Reproduce all of the data exactly as written.

++++

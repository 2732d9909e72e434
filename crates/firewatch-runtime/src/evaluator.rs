//! Room and location evaluation.
//!
//! Per room, the decision order is strict:
//!
//! 1. Aggregate raw readings ([`firewatch_engine::aggregate`]).
//! 2. Fire short-circuit — a positive fire signal is critical, full stop;
//!    neither the model nor the voter is consulted.
//! 3. With the full `[temp, humidity, gas]` triad, ask the predictive
//!    model; a risk verdict forces critical, a nominal verdict falls
//!    through to the escalation vote.
//! 4. Otherwise vote on whatever factor subset exists (possibly empty —
//!    the voter's defaults handle that).
//!
//! Evaluation is pure given a snapshot, a config and a classifier:
//! re-running on the same inputs yields identical results. There is no
//! "no verdict" state to guard against — [`HazardLevel`] has no zero, and
//! the vote always produces at least `Normal`.

use firewatch_engine::{aggregate, vote};
use firewatch_model::{RiskClassifier, RiskLabel};
use firewatch_store::LocationSnapshot;
use firewatch_types::{HazardLevel, LocationConfig, LocationResult, RoomData, RoomResult};
use tracing::{error, info, warn};

/// Decide one room's hazard level.
pub fn evaluate_room(
    data: &RoomData,
    config: &LocationConfig,
    classifier: &dyn RiskClassifier,
) -> HazardLevel {
    let processed = aggregate(data);

    if processed.fire {
        warn!("fire signal present; room is critical");
        return HazardLevel::Critical;
    }

    if let Some(features) = processed.feature_vector() {
        match classifier.classify(features) {
            Ok(RiskLabel::Risk) => {
                warn!("predictive model flagged risk; room is critical");
                return HazardLevel::Critical;
            }
            Ok(RiskLabel::Nominal) => {}
            // A sick model must not take the thresholds down with it; the
            // vote still has three healthy factors to work from.
            Err(e) => {
                error!(error = %e, "predictive classification failed; falling back to vote")
            }
        }
    }

    vote(&processed.factors, config)
}

/// Evaluate every room of a location and roll the levels up into the
/// alarm flag.
///
/// Returns `None` when the location carries no configuration — it is
/// skipped for this cycle (logged, not fatal), and nothing is written
/// back for it.
pub fn evaluate_location(
    location: &str,
    snapshot: &LocationSnapshot,
    classifier: &dyn RiskClassifier,
) -> Option<LocationResult> {
    let Some(config) = &snapshot.config else {
        error!(location, "no configuration for location; skipping");
        return None;
    };

    let rooms: Vec<RoomResult> = snapshot
        .rooms
        .iter()
        .map(|(room, data)| {
            let level = evaluate_room(data, config, classifier);
            info!(location, room = %room, level = %level, "room evaluated");
            RoomResult {
                room: room.clone(),
                level,
            }
        })
        .collect();

    Some(LocationResult::new(location, rooms))
}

++++

ANSWER TO THE PROBLEM
repository 2732d9909e72e434
filename crates/firewatch-runtime/src/evaluator.rs
//! Room and location evaluation.
//!
//! Per room, the decision order is strict:
//!
//! 1. Aggregate raw readings ([`firewatch_engine::aggregate`]).
//! 2. Fire short-circuit — a positive fire signal is critical, full stop;
//!    neither the model nor the voter is consulted.
//! 3. With the full `[temp, humidity, gas]` triad, ask the predictive
//!    model; a risk verdict forces critical, a nominal verdict falls
//!    through to the escalation vote.
//! 4. Otherwise vote on whatever factor subset exists (possibly empty —
//!    the voter's defaults handle that).
//!
//! Evaluation is pure given a snapshot, a config and a classifier:
//! re-running on the same inputs yields identical results. There is no
//! "no verdict" state to guard against — [`HazardLevel`] has no zero, and
//! the vote always produces at least `Normal`.

use firewatch_engine::{aggregate, vote};
use firewatch_model::{RiskClassifier, RiskLabel};
use firewatch_store::LocationSnapshot;
use firewatch_types::{HazardLevel, LocationConfig, LocationResult, RoomData, RoomResult};
use tracing::{error, info, warn};

/// Decide one room's hazard level.
pub fn evaluate_room(
    data: &RoomData,
    config: &LocationConfig,
    classifier: &dyn RiskClassifier,
) -> HazardLevel {
    let processed = aggregate(data);

    if processed.fire {
        warn!("fire signal present; room is critical");
        return HazardLevel::Critical;
    }

    if let Some(features) = processed.feature_vector() {
        match classifier.classify(features) {
            Ok(RiskLabel::Risk) => {
                warn!("predictive model flagged risk; room is critical");
                return HazardLevel::Critical;
            }
            Ok(RiskLabel::Nominal) => {}
            // A sick model must not take the thresholds down with it; the
            // vote still has three healthy factors to work from.
            Err(e) => {
                error!(error = %e, "predictive classification failed; falling back to vote")
            }
        }
    }

    vote(&processed.factors, config)
}

/// Evaluate every room of a location and roll the levels up into the
/// alarm flag.
///
/// Returns `None` when the location carries no configuration — it is
/// skipped for this cycle (logged, not fatal), and nothing is written
/// back for it.
pub fn evaluate_location(
    location: &str,
    snapshot: &LocationSnapshot,
    classifier: &dyn RiskClassifier,
) -> Option<LocationResult> {
    let Some(config) = &snapshot.config else {
        error!(location, "no configuration for location; skipping");
        return None;
    };

    let rooms: Vec<RoomResult> = snapshot
        .rooms
        .iter()
        .map(|(room, data)| {
            let level = evaluate_room(data, config, classifier);
            info!(location, room = %room, level = %level, "room evaluated");
            RoomResult {
                room: room.clone(),
                level,
            }
        })
        .collect();

    Some(LocationResult::new(location, rooms))
}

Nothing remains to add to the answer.